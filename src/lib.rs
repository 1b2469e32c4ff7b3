//! Region-of-interest recorder.
//!
//! Captures frames from one source, cuts every frame into regions of interest, and
//! records each region independently into chunked storage, without letting slow
//! storage stall capture.
//!
//! # Pipeline
//!
//! ```text
//! FrameSource -> Dispatcher -> split_frame -> Recorder[i] (bounded buffer)
//!                                                 -> AsyncWriter[i] -> StorageHandle[i]
//! ```
//!
//! - One capture thread (the caller of `Dispatcher::run`).
//! - Per region: one writer thread owning the storage handle, and one supervisor thread
//!   evaluating stop conditions and polling the optional sensor.
//! - Frames within a region reach storage in capture order. A full buffer either evicts
//!   the oldest frame (`OverflowPolicy::DropOldest`, the default) or stalls capture
//!   (`OverflowPolicy::Block`); the policy is fixed for a session.
//! - Shutdown closes each region's buffer; the writer drains it, closes storage once, and
//!   the recorder reports `ExitCode::Clean` or `ExitCode::Unflushed`.
//!
//! # Module Structure
//!
//! - `frame`, `region`: pixel buffers, regions and the splitter
//! - `ingest`: frame sources (synthetic cameras, image directories)
//! - `storage`: chunked output strategies behind `StorageBackend`
//! - `writer`, `recorder`, `dispatcher`: the recording pipeline
//! - `sensor`: extra-data seam
//! - `config`: file and environment configuration
//! - `verify`: offline checks of a region output directory

pub mod config;
pub mod dispatcher;
pub mod error;
pub mod frame;
pub mod ingest;
pub mod logctx;
pub mod recorder;
pub mod region;
pub mod sensor;
pub mod storage;
pub mod verify;
pub mod writer;

pub use config::SessionConfig;
pub use dispatcher::{
    CapturePolicy, Dispatcher, DispatcherConfig, ProgressSink, RegionReport, SessionReport,
    StopHandle,
};
pub use error::{PipelineError, StorageError};
pub use frame::{Frame, Image, ImageShape};
pub use ingest::{open_source, FrameSource, ImageDirSource, SourceConfig, SyntheticSource};
pub use logctx::LogContext;
pub use recorder::{ExitCode, OverflowPolicy, Recorder, RecorderConfig, RecorderState};
pub use region::{region_output_path, split_frame, validate_regions, Region};
pub use sensor::{Sensor, StaticSensor};
pub use storage::{
    ChunkedStore, ExtraData, FfmpegOptions, FfmpegStore, MemoryStorage, RawImageStore,
    StorageBackend, StorageHandle, StoreSpec, WriterFormat,
};
pub use verify::{verify_region_dir, RegionDirReport};
pub use writer::{AsyncWriter, WriterConfig, WriterStats};
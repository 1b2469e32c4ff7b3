//! Logging context handed to each pipeline component at construction.
//!
//! Components log through `log` with the target carried here, so a single region can be
//! filtered with e.g. `RUST_LOG=roi_recorder::roi1=debug`.

#[derive(Clone, Debug)]
pub struct LogContext {
    target: String,
}

impl LogContext {
    /// Context for session-wide components (dispatcher, sources).
    pub fn session() -> Self {
        Self {
            target: "roi_recorder::session".to_string(),
        }
    }

    /// Context for everything owned by region `idx`.
    pub fn for_region(idx: usize) -> Self {
        Self {
            target: format!("roi_recorder::roi{}", idx),
        }
    }

    pub fn target(&self) -> &str {
        &self.target
    }
}

impl Default for LogContext {
    fn default() -> Self {
        Self::session()
    }
}
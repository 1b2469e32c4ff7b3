//! Chunked raw store.
//!
//! Layout of a region directory:
//! - `metadata.json`: shape, frame rate, chunk size
//! - `{chunk:06}.raw`: concatenated frame bytes of the chunk
//! - `{chunk:06}.index.json`: per-frame sequence, timestamp and byte offset,
//!   written when the chunk is finalised
//! - `extra_data.jsonl`: extra data, one JSON object per line

use serde::{Deserialize, Serialize};
use std::fs::File;
use std::io::{Seek, SeekFrom, Write};
use std::path::{Path, PathBuf};
use std::time::{SystemTime, UNIX_EPOCH};

use super::{
    check_shape, chunk_stem, create_root, write_json, ChunkCounter, ExtraData, ExtraDataLog,
    StorageBackend, StorageHandle, StoreSpec, METADATA_FILE,
};
use crate::error::StorageError;
use crate::frame::{Image, ImageShape};

pub const CHUNK_EXTENSION: &str = "raw";
pub const INDEX_SUFFIX: &str = ".index.json";

/// One frame's entry in a chunk index.
#[derive(Clone, Debug, PartialEq, Serialize, Deserialize)]
pub struct ChunkIndexEntry {
    pub sequence: u64,
    pub timestamp: f64,
    pub offset: u64,
    pub len: u64,
}

#[derive(Clone, Copy, Debug, Default)]
pub struct ChunkedStore;

impl StorageBackend for ChunkedStore {
    fn name(&self) -> &'static str {
        "chunked-store"
    }

    fn open(&self, spec: &StoreSpec) -> Result<Box<dyn StorageHandle>, StorageError> {
        create_root(&spec.path)?;
        let created = SystemTime::now()
            .duration_since(UNIX_EPOCH)
            .map(|d| d.as_secs())
            .unwrap_or(0);
        write_json(
            &spec.path.join(METADATA_FILE),
            &serde_json::json!({
                "format": self.name(),
                "framerate": spec.framerate,
                "chunk_size": spec.chunk_size,
                "shape": spec.shape,
                "created_epoch_s": created,
            }),
        )?;
        Ok(Box::new(ChunkedHandle {
            root: spec.path.clone(),
            shape: spec.shape,
            counter: ChunkCounter::new(spec.chunk_size),
            open: None,
            extra: ExtraDataLog::new(&spec.path),
            closed: false,
        }))
    }
}

/// Raw file and frame index of the chunk being written.
struct OpenChunk {
    index: i64,
    raw_path: PathBuf,
    file: File,
    entries: Vec<ChunkIndexEntry>,
    offset: u64,
}

impl OpenChunk {
    fn create(root: &Path, index: i64) -> Result<Self, StorageError> {
        let raw_path = root.join(format!("{}.{}", chunk_stem(index), CHUNK_EXTENSION));
        let file = File::create(&raw_path).map_err(|e| StorageError::io(&raw_path, e))?;
        Ok(Self {
            index,
            raw_path,
            file,
            entries: Vec::new(),
            offset: 0,
        })
    }

    fn append(
        &mut self,
        pixels: &[u8],
        sequence: u64,
        timestamp: f64,
    ) -> Result<(), StorageError> {
        if let Err(err) = self.file.write_all(pixels) {
            // Cut the partial frame so later offsets stay exact.
            let rewound = self
                .file
                .set_len(self.offset)
                .and_then(|()| self.file.seek(SeekFrom::Start(self.offset)));
            if rewound.is_err() {
                if let Ok(end) = self.file.stream_position() {
                    self.offset = end;
                }
            }
            return Err(StorageError::io(&self.raw_path, err));
        }
        self.entries.push(ChunkIndexEntry {
            sequence,
            timestamp,
            offset: self.offset,
            len: pixels.len() as u64,
        });
        self.offset += pixels.len() as u64;
        Ok(())
    }

    fn finish(mut self, root: &Path) -> Result<(), StorageError> {
        self.file
            .flush()
            .map_err(|e| StorageError::io(&self.raw_path, e))?;
        let entries = serde_json::to_value(&self.entries)
            .map_err(|e| StorageError::Encode(format!("chunk index: {}", e)))?;
        write_json(
            &root.join(format!("{}{}", chunk_stem(self.index), INDEX_SUFFIX)),
            &entries,
        )
    }
}

struct ChunkedHandle {
    root: PathBuf,
    shape: ImageShape,
    counter: ChunkCounter,
    open: Option<OpenChunk>,
    extra: ExtraDataLog,
    closed: bool,
}

impl ChunkedHandle {
    /// Make sure the chunk the next frame belongs to is open.
    ///
    /// A chunk whose finish failed is dropped, so the following frame starts the new
    /// chunk instead of failing against a missing file.
    fn chunk_for_next_frame(&mut self) -> Result<&mut OpenChunk, StorageError> {
        let target = self.counter.next_index();
        if self.open.as_ref().map(|c| c.index) != Some(target) {
            if let Some(previous) = self.open.take() {
                previous.finish(&self.root)?;
            }
            self.open = Some(OpenChunk::create(&self.root, target)?);
        }
        self.open
            .as_mut()
            .ok_or_else(|| StorageError::Backend(format!("chunk {} is not open", target)))
    }
}

impl StorageHandle for ChunkedHandle {
    fn add_image(
        &mut self,
        image: &Image,
        sequence: u64,
        timestamp: f64,
    ) -> Result<usize, StorageError> {
        if self.closed {
            return Err(StorageError::Closed);
        }
        check_shape(self.shape, image)?;

        let pixels = image.pixels();
        self.chunk_for_next_frame()?.append(pixels, sequence, timestamp)?;
        self.counter.advance();
        Ok(pixels.len())
    }

    fn current_chunk_index(&self) -> i64 {
        self.counter.index()
    }

    fn add_extra_data(&mut self, data: &ExtraData) -> Result<(), StorageError> {
        if self.closed {
            return Err(StorageError::Closed);
        }
        self.extra.append(data)
    }

    fn close(&mut self) -> Result<(), StorageError> {
        if self.closed {
            return Ok(());
        }
        self.closed = true;
        let finished = match self.open.take() {
            Some(chunk) => chunk.finish(&self.root),
            None => Ok(()),
        };
        self.extra.flush()?;
        finished
    }
}
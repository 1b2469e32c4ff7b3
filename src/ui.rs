use indicatif::{MultiProgress, ProgressBar, ProgressDrawTarget, ProgressStyle};
use std::time::{Duration, Instant};

const SPINNER_TICK: Duration = Duration::from_millis(120);

#[derive(Clone, Copy, Debug, PartialEq, Eq)]
pub enum UiMode {
    Auto,
    Plain,
    Pretty,
}

impl UiMode {
    fn parse(flag: Option<&str>) -> Self {
        match flag.map(str::trim) {
            Some("plain") => UiMode::Plain,
            Some("pretty") => UiMode::Pretty,
            Some("auto") | None => UiMode::Auto,
            Some(other) => {
                log::warn!("unknown --ui mode '{}', using auto", other);
                UiMode::Auto
            }
        }
    }
}

/// Progress output on stderr. Pretty output needs a terminal; `auto` also falls back to
/// plain lines when stdout is redirected, so the JSON report stays clean.
#[derive(Clone, Debug)]
pub struct Ui {
    pretty: bool,
}

impl Ui {
    pub fn from_args(ui_flag: Option<&str>, stderr_is_tty: bool, stdout_redirected: bool) -> Self {
        let pretty = stderr_is_tty
            && match UiMode::parse(ui_flag) {
                UiMode::Pretty => true,
                UiMode::Auto => !stdout_redirected,
                UiMode::Plain => false,
            };
        Self { pretty }
    }

    /// Announce a phase; its duration is printed when the guard drops.
    pub fn stage(&self, name: &str) -> StageGuard {
        let spinner = self.pretty.then(|| {
            let spinner = ProgressBar::with_draw_target(None, ProgressDrawTarget::stderr());
            spinner.set_style(
                ProgressStyle::with_template("{spinner} {msg} {elapsed}")
                    .unwrap_or_else(|_| ProgressStyle::default_spinner()),
            );
            spinner.set_message(name.to_string());
            spinner.enable_steady_tick(SPINNER_TICK);
            spinner
        });
        if spinner.is_none() {
            eprintln!("==> {}", name);
        }
        StageGuard {
            name: name.to_string(),
            started: Instant::now(),
            spinner,
        }
    }

    /// One buffer-usage bar per region, or nothing in plain mode.
    #[allow(dead_code)]
    pub fn buffer_bars(&self, capacities: &[usize]) -> Option<BufferBars> {
        if !self.pretty {
            return None;
        }
        let multi = MultiProgress::with_draw_target(ProgressDrawTarget::stderr());
        let style = ProgressStyle::with_template("roi {prefix:>2} [{bar:30}] {pos:>5}/{len} {msg}")
            .unwrap_or_else(|_| ProgressStyle::default_bar())
            .progress_chars("=> ");
        let bars = capacities
            .iter()
            .enumerate()
            .map(|(idx, capacity)| {
                let bar = multi.add(ProgressBar::new(*capacity as u64));
                bar.set_style(style.clone());
                bar.set_prefix(idx.to_string());
                bar
            })
            .collect();
        Some(BufferBars { _multi: multi, bars })
    }
}

pub struct StageGuard {
    name: String,
    started: Instant,
    spinner: Option<ProgressBar>,
}

impl Drop for StageGuard {
    fn drop(&mut self) {
        let line = format!("✔ {} ({})", self.name, human_elapsed(self.started.elapsed()));
        match &self.spinner {
            Some(spinner) => spinner.finish_with_message(line),
            None => eprintln!("{}", line),
        }
    }
}

/// Live view of each region's buffer fill level.
#[allow(dead_code)]
pub struct BufferBars {
    _multi: MultiProgress,
    bars: Vec<ProgressBar>,
}

impl roi_recorder::ProgressSink for BufferBars {
    fn buffer_usage(&self, region: usize, buffered: usize, _capacity: usize) {
        if let Some(bar) = self.bars.get(region) {
            bar.set_position(buffered as u64);
        }
    }

    fn frames_captured(&self, count: u64) {
        if let Some(bar) = self.bars.first() {
            bar.set_message(format!("{count} frames"));
        }
    }

    fn finish(&self) {
        for bar in &self.bars {
            bar.finish_and_clear();
        }
    }
}

fn human_elapsed(elapsed: Duration) -> String {
    match elapsed.as_millis() {
        ms if ms < 1_000 => format!("{}ms", ms),
        _ => format!("{:.2}s", elapsed.as_secs_f64()),
    }
}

### WHAT TO WORK ON
Beginning of the records through the line with "pub use logctx::LogContext;": return that span exactly and stop there.

### YOUR SOLUTION
filename src/lib.rs
repository 1b2469e32c4ff7b3
//! Region-of-interest recorder.
//!
//! Captures frames from one source, cuts every frame into regions of interest, and
//! records each region independently into chunked storage, without letting slow
//! storage stall capture.
//!
//! # Pipeline
//!
//! ```text
//! FrameSource -> Dispatcher -> split_frame -> Recorder[i] (bounded buffer)
//!                                                 -> AsyncWriter[i] -> StorageHandle[i]
//! ```
//!
//! - One capture thread (the caller of `Dispatcher::run`).
//! - Per region: one writer thread owning the storage handle, and one supervisor thread
//!   evaluating stop conditions and polling the optional sensor.
//! - Frames within a region reach storage in capture order. A full buffer either evicts
//!   the oldest frame (`OverflowPolicy::DropOldest`, the default) or stalls capture
//!   (`OverflowPolicy::Block`); the policy is fixed for a session.
//! - Shutdown closes each region's buffer; the writer drains it, closes storage once, and
//!   the recorder reports `ExitCode::Clean` or `ExitCode::Unflushed`.
//!
//! # Module Structure
//!
//! - `frame`, `region`: pixel buffers, regions and the splitter
//! - `ingest`: frame sources (synthetic cameras, image directories)
//! - `storage`: chunked output strategies behind `StorageBackend`
//! - `writer`, `recorder`, `dispatcher`: the recording pipeline
//! - `sensor`: extra-data seam
//! - `config`: file and environment configuration
//! - `verify`: offline checks of a region output directory

pub mod config;
pub mod dispatcher;
pub mod error;
pub mod frame;
pub mod ingest;
pub mod logctx;
pub mod recorder;
pub mod region;
pub mod sensor;
pub mod storage;
pub mod verify;
pub mod writer;

pub use config::SessionConfig;
pub use dispatcher::{
    CapturePolicy, Dispatcher, DispatcherConfig, ProgressSink, RegionReport, SessionReport,
    StopHandle,
};
pub use error::{PipelineError, StorageError};
pub use frame::{Frame, Image, ImageShape};
pub use ingest::{open_source, FrameSource, ImageDirSource, SourceConfig, SyntheticSource};
pub use logctx::LogContext;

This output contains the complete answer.